Background: Bis(indolyl)methane derivatives exhibit varied biological and pharmacological properties like antibacterial and antiangiogenic activities, acting as cytotoxic agents and tumor growth inhibitors. Several approaches of bis(indolyl)methane synthesis have been reported, most of them involving condensation of indoles with aldehydes or ketones in the presence of protic or Lewis acids. Also other catalysts like enzymes were used in this reaction that did not result in high yields. Still, there is a long way to modify this reaction by better ways. Methods: Due to massive applications of magnetic sulfated zirconia as a catalyst, we decided to study its abilities to synthesize bis(indolyl)methane derivatives.

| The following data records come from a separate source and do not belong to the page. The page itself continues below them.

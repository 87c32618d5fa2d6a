//! AMI (Algorithmic Modeling Interface) types.
//!
//! These types describe an `.ami` parameter tree as declared by a model
//! author, and the session bookkeeping used when a native model is driven
//! through its Init/GetWave/Close entry points.
//!
//! # Canonical text
//!
//! Every tree has exactly one canonical rendering, produced by
//! [`ParameterTree::to_ami_string`]:
//!
//! ```text
//! (root (Mode (Usage In)(Type Int)(Value 1)))
//! ```
//!
//! A node prints as `(name`, one space, its children back to back, and `)`.
//! Leaf tags always appear in the order Usage, Type, Value, Format, Default,
//! Optional, Description, List_Tip.

use serde::{Deserialize, Serialize};
use std::fmt;
use std::str::FromStr;

/// Name of the reserved-parameter section as written in `.ami` files.
pub const RESERVED_SECTION: &str = "Reserved_Parameters";

/// Name of the model-specific section as written in `.ami` files.
pub const MODEL_SPECIFIC_SECTION: &str = "Model_Specific";

/// Parameter names with a meaning defined by the IBIS standard.
pub const RESERVED_PARAM_NAMES: &[&str] = &[
    "AMI_Version",
    "Init_Returns_Impulse",
    "GetWave_Exists",
    "Use_Init_Output",
    "Max_Init_Aggressors",
    "Ignore_Bits",
    "Resolve_Exists",
    "Model_Name",
    "Special_Param_Names",
    "Component_Name",
    "Signal_Name",
    "Rx_Decision_Time",
    "DC_Offset",
    "Rx_Use_Clock_Input",
    "Supporting_Files",
    "DLL_Path",
    "DLL_ID",
    "Tx_Jitter",
    "Tx_DCD",
    "Tx_Rj",
    "Tx_Dj",
    "Tx_Sj",
    "Tx_Sj_Frequency",
    "Rx_DCD",
    "Rx_Rj",
    "Rx_Dj",
    "Rx_Sj",
    "Rx_Clock_PDF",
    "Rx_Clock_Recovery_Mean",
    "Rx_Clock_Recovery_Rj",
    "Rx_Clock_Recovery_Dj",
    "Rx_Clock_Recovery_Sj",
    "Rx_Clock_Recovery_DCD",
    "Rx_Receiver_Sensitivity",
    "Rx_Noise",
    "Rx_GaussianNoise",
    "Rx_UniformNoise",
    "Modulation",
    "PAM4_Mapping",
    "PAM4_UpperThreshold",
    "PAM4_CenterThreshold",
    "PAM4_LowerThreshold",
    "PAM4_UpperEyeOffset",
    "PAM4_CenterEyeOffset",
    "PAM4_LowerEyeOffset",
    "Repeater_Type",
    "BCI_Protocol",
    "BCI_ID",
    "BCI_State",
    "BCI_Message_Interval_UI",
    "BCI_Training_UI",
    "BCI_Training_Mode",
    "Ts4file",
    "Tx_V",
    "Tx_R",
    "Rx_R",
];

/// Reserved parameters every model must declare.
pub const REQUIRED_RESERVED_PARAMS: &[&str] = &["Init_Returns_Impulse", "GetWave_Exists"];

/// Out capability parameter through which a model opts into concurrent
/// calls across instances of the same library.
pub const REENTRANT_PARAM: &str = "Reentrant";

/// Check whether `name` is an IBIS reserved parameter name.
pub fn is_reserved_name(name: &str) -> bool {
    RESERVED_PARAM_NAMES.contains(&name)
}

/// Error converting a keyword into one of the AMI enumerations.
#[derive(Debug, Clone, PartialEq, Eq, thiserror::Error)]
pub enum AmiTypeError {
    #[error("Unknown corner '{0}' (expected typ, min or max)")]
    UnknownCorner(String),

    #[error("Unknown usage '{0}' (expected In, Out, InOut or Info)")]
    UnknownUsage(String),

    #[error("Unknown parameter type '{0}'")]
    UnknownType(String),
}

/// Process corner applied uniformly to every parameter in a run.
#[derive(Clone, Copy, Debug, PartialEq, Eq, Hash, PartialOrd, Ord, Serialize, Deserialize)]
#[serde(rename_all = "lowercase")]
pub enum Corner {
    /// Nominal.
    Typ,
    /// Slow.
    Min,
    /// Fast.
    Max,
}

impl Corner {
    pub const ALL: [Corner; 3] = [Corner::Typ, Corner::Min, Corner::Max];

    pub fn as_str(&self) -> &'static str {
        match self {
            Self::Typ => "Typ",
            Self::Min => "Min",
            Self::Max => "Max",
        }
    }
}

impl fmt::Display for Corner {
    fn fmt(&self, f: &mut fmt::Formatter<'_>) -> fmt::Result {
        f.write_str(self.as_str())
    }
}

impl FromStr for Corner {
    type Err = AmiTypeError;

    fn from_str(s: &str) -> Result<Self, Self::Err> {
        match s.to_ascii_lowercase().as_str() {
            "typ" | "typical" | "nominal" => Ok(Self::Typ),
            "min" | "slow" => Ok(Self::Min),
            "max" | "fast" => Ok(Self::Max),
            _ => Err(AmiTypeError::UnknownCorner(s.to_string())),
        }
    }
}

/// Direction of a parameter relative to the model.
#[derive(Clone, Copy, Debug, PartialEq, Eq, Hash, Serialize, Deserialize)]
pub enum Usage {
    /// Supplied by the simulator.
    In,
    /// Produced by the model.
    Out,
    /// Supplied by the simulator and may be updated by the model.
    InOut,
    /// Informational only; never sent to the model.
    Info,
}

impl Usage {
    pub fn as_str(&self) -> &'static str {
        match self {
            Self::In => "In",
            Self::Out => "Out",
            Self::InOut => "InOut",
            Self::Info => "Info",
        }
    }

    /// True when the simulator passes this parameter into the model.
    #[inline]
    pub fn is_input(&self) -> bool {
        matches!(self, Self::In | Self::InOut)
    }
}

impl fmt::Display for Usage {
    fn fmt(&self, f: &mut fmt::Formatter<'_>) -> fmt::Result {
        f.write_str(self.as_str())
    }
}

impl FromStr for Usage {
    type Err = AmiTypeError;

    fn from_str(s: &str) -> Result<Self, Self::Err> {
        match s.to_ascii_lowercase().as_str() {
            "in" => Ok(Self::In),
            "out" => Ok(Self::Out),
            "inout" => Ok(Self::InOut),
            "info" => Ok(Self::Info),
            _ => Err(AmiTypeError::UnknownUsage(s.to_string())),
        }
    }
}

/// Declared type of a leaf parameter.
#[derive(Clone, Copy, Debug, PartialEq, Eq, Hash, Serialize, Deserialize)]
pub enum ParamType {
    Int,
    Float,
    /// Fraction of a unit interval.
    UI,
    /// Equalizer tap weight.
    Tap,
    String,
    Boolean,
}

In this work, to increase the yield and lower the time of the reaction, we synthesized Fe3O4@ZrO2/SO42- as a heterogeneous nanocatalyst and used it in one pot reaction of aldehyde and indole to obtain bis(indolyl)methane derivatives. Results: An effective method for the synthesis of bis(indolyl)methane derivatives in high yields was developed by the use of Fe3O4@ZrO2/SO42- as a catalyst. The synthesis of bis(indolyl)methane by this catalysts resulted in short reaction times and high yields. Easy separation from the reaction mixture and capability of reusing heterogeneous nanocatalysts are the advantages of these type of catalysts. Fe3O4@ZrO2/SO42- as a magnetic recyclable heterogeneous nanocatalyst can be used 5 times with no significant loss of activity. Conclusion: According to the importance of bis(indolyl)methane derivatives in industrial applications and biological properties, we synthesized the sulfated zirconia nanoparticles as acidic heterogeneous magnetic catalyst by sol-gel method and used it in the synthesis of bis(indolyl)methane derivatives. It was found that products with high efficiency can be achieved in a relatively short period of time. This catalyst is more capable than many other heterogeneous magnetic catalysts and due to its advantages like thermal stability and also its chemical bonding of functions with surface that do not extract with changing solvent; it can be used widely in a variety of multi-component reactions.